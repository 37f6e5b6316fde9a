//! Route metadata resolution.
//!
//! DESIGN
//! ======
//! A page defines its `title`, `description` and canonical path exactly once
//! (`PageContent`). `RouteMetadata::resolve` combines that with the site-wide
//! `SiteConfig` into a single immutable record. The three schemas consumed by
//! the document head (base tags, Open Graph, Twitter card) are pure
//! projections of that record, so they cannot drift from one another.
//!
//! Resolution is synchronous and side-effect free. Nothing is cached; every
//! call builds a fresh record.

pub mod head;

use serde::Serialize;
use url::Url;

use crate::config::SiteConfig;

pub const OPEN_GRAPH_TYPE: &str = "website";
pub const TWITTER_CARD: &str = "summary_large_image";

// =============================================================================
// ERROR TYPE
// =============================================================================

#[derive(Debug, Clone, thiserror::Error, PartialEq, Eq)]
pub enum MetadataError {
    #[error("page title must not be empty")]
    EmptyTitle,
    #[error("page description must not be empty")]
    EmptyDescription,
    #[error("canonical path must start with '/' and contain no query, fragment or whitespace: {0:?}")]
    InvalidPath(String),
    #[error("social image url must be an absolute http(s) url: {0}")]
    InvalidImageUrl(String),
    #[error("social image dimensions must be positive (got {width}x{height})")]
    InvalidImageSize { width: u32, height: u32 },
}

// =============================================================================
// INPUT TYPES
// =============================================================================

/// Preview image shared by Open Graph and the Twitter card.
#[derive(Debug, Clone, PartialEq, Eq, Serialize)]
pub struct SocialImage {
    pub url: String,
    pub width: u32,
    pub height: u32,
}

impl SocialImage {
    fn validate(&self) -> Result<(), MetadataError> {
        if self.width == 0 || self.height == 0 {
            return Err(MetadataError::InvalidImageSize { width: self.width, height: self.height });
        }
        match Url::parse(&self.url) {
            Ok(url) if matches!(url.scheme(), "http" | "https") && url.host_str().is_some() => Ok(()),
            _ => Err(MetadataError::InvalidImageUrl(self.url.clone())),
        }
    }
}

/// Per-page values, defined once and fanned out into every schema.
#[derive(Debug, Clone, PartialEq, Eq)]
pub struct PageContent {
    pub title: String,
    pub description: String,
    pub canonical_path: String,
}

// =============================================================================
// ROUTE METADATA
// =============================================================================

/// Immutable metadata record for one logical route.
#[derive(Debug, Clone, PartialEq, Eq)]
pub struct RouteMetadata {
    title: String,
    description: String,
    canonical_path: String,
    canonical_url: String,
    social_image: SocialImage,
    site_name: String,
    twitter_handle: String,
    locale: String,
}

impl RouteMetadata {
    /// Build the record for `content` under the site-wide `site` settings.
    pub fn resolve(site: &SiteConfig, content: &PageContent) -> Result<Self, MetadataError> {
        let title = content.title.trim();
        if title.is_empty() {
            return Err(MetadataError::EmptyTitle);
        }
        let description = content.description.trim();
        if description.is_empty() {
            return Err(MetadataError::EmptyDescription);
        }
        site.social_image.validate()?;

        let canonical_path = normalize_path(&content.canonical_path)?;
        let canonical_url = join_origin(&site.base_origin, &canonical_path);

        tracing::debug!(path = %canonical_path, url = %canonical_url, "route metadata resolved");

        Ok(Self {
            title: title.to_owned(),
            description: description.to_owned(),
            canonical_path,
            canonical_url,
            social_image: site.social_image.clone(),
            site_name: site.site_name.clone(),
            twitter_handle: site.twitter_handle.clone(),
            locale: site.locale.clone(),
        })
    }

    pub fn title(&self) -> &str {
        &self.title
    }

    pub fn description(&self) -> &str {
        &self.description
    }

    pub fn canonical_path(&self) -> &str {
        &self.canonical_path
    }

    pub fn canonical_url(&self) -> &str {
        &self.canonical_url
    }

    pub fn social_image(&self) -> &SocialImage {
        &self.social_image
    }

    pub fn locale(&self) -> &str {
        &self.locale
    }

    /// Plain document tags: `<title>`, description, canonical link.
    #[must_use]
    pub fn base(&self) -> BaseMeta {
        BaseMeta {
            title: self.title.clone(),
            description: self.description.clone(),
            canonical_url: self.canonical_url.clone(),
        }
    }

    #[must_use]
    pub fn open_graph(&self) -> OpenGraph {
        OpenGraph {
            title: self.title.clone(),
            description: self.description.clone(),
            url: self.canonical_url.clone(),
            site_name: self.site_name.clone(),
            images: vec![self.social_image.clone()],
            locale: self.locale.clone(),
            kind: OPEN_GRAPH_TYPE,
        }
    }

    #[must_use]
    pub fn twitter(&self) -> TwitterCard {
        TwitterCard {
            card: TWITTER_CARD,
            title: self.title.clone(),
            description: self.description.clone(),
            creator: self.twitter_handle.clone(),
            images: vec![self.social_image.url.clone()],
        }
    }
}

// =============================================================================
// PROJECTIONS
// =============================================================================

#[derive(Debug, Clone, PartialEq, Eq, Serialize)]
pub struct BaseMeta {
    pub title: String,
    pub description: String,
    pub canonical_url: String,
}

#[derive(Debug, Clone, PartialEq, Eq, Serialize)]
pub struct OpenGraph {
    pub title: String,
    pub description: String,
    pub url: String,
    pub site_name: String,
    pub images: Vec<SocialImage>,
    pub locale: String,
    #[serde(rename = "type")]
    pub kind: &'static str,
}

#[derive(Debug, Clone, PartialEq, Eq, Serialize)]
pub struct TwitterCard {
    pub card: &'static str,
    pub title: String,
    pub description: String,
    pub creator: String,
    pub images: Vec<String>,
}

// =============================================================================
// URL HELPERS
// =============================================================================

/// Collapse repeated slashes and require a leading `/`.
///
/// Query strings, fragments and whitespace are rejected; a canonical path
/// names a page, not a request.
pub fn normalize_path(raw: &str) -> Result<String, MetadataError> {
    if !raw.starts_with('/') || raw.contains(['?', '#']) || raw.chars().any(char::is_whitespace) {
        return Err(MetadataError::InvalidPath(raw.to_owned()));
    }

    let mut out = String::with_capacity(raw.len());
    for segment in raw.split('/').filter(|s| !s.is_empty()) {
        out.push('/');
        out.push_str(segment);
    }
    if out.is_empty() {
        out.push('/');
    } else if raw.ends_with('/') {
        out.push('/');
    }
    Ok(out)
}

/// Concatenate an origin and a normalized path with exactly one `/` between.
///
/// `origin` is a parsed http(s) origin and `path` holds no whitespace, query
/// or fragment, so the result is always an absolute URL.
#[must_use]
pub fn join_origin(origin: &Url, path: &str) -> String {
    format!("{}/{}", origin.as_str().trim_end_matches('/'), path.trim_start_matches('/'))
}

#[cfg(test)]
#[path = "mod_test.rs"]
mod tests;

##########

**WHAT YOU ARE ASKED TO DO:**
Identify each line in the entries with the word "MetadataError" and copy it.

**REPLY TO THE TASK:**
pub enum MetadataError {
    fn validate(&self) -> Result<(), MetadataError> {
            return Err(MetadataError::InvalidImageSize { width: self.width, height: self.height });
            _ => Err(MetadataError::InvalidImageUrl(self.url.clone())),
    pub fn resolve(site: &SiteConfig, content: &PageContent) -> Result<Self, MetadataError> {
            return Err(MetadataError::EmptyTitle);
            return Err(MetadataError::EmptyDescription);
pub fn normalize_path(raw: &str) -> Result<String, MetadataError> {
        return Err(MetadataError::InvalidPath(raw.to_owned()));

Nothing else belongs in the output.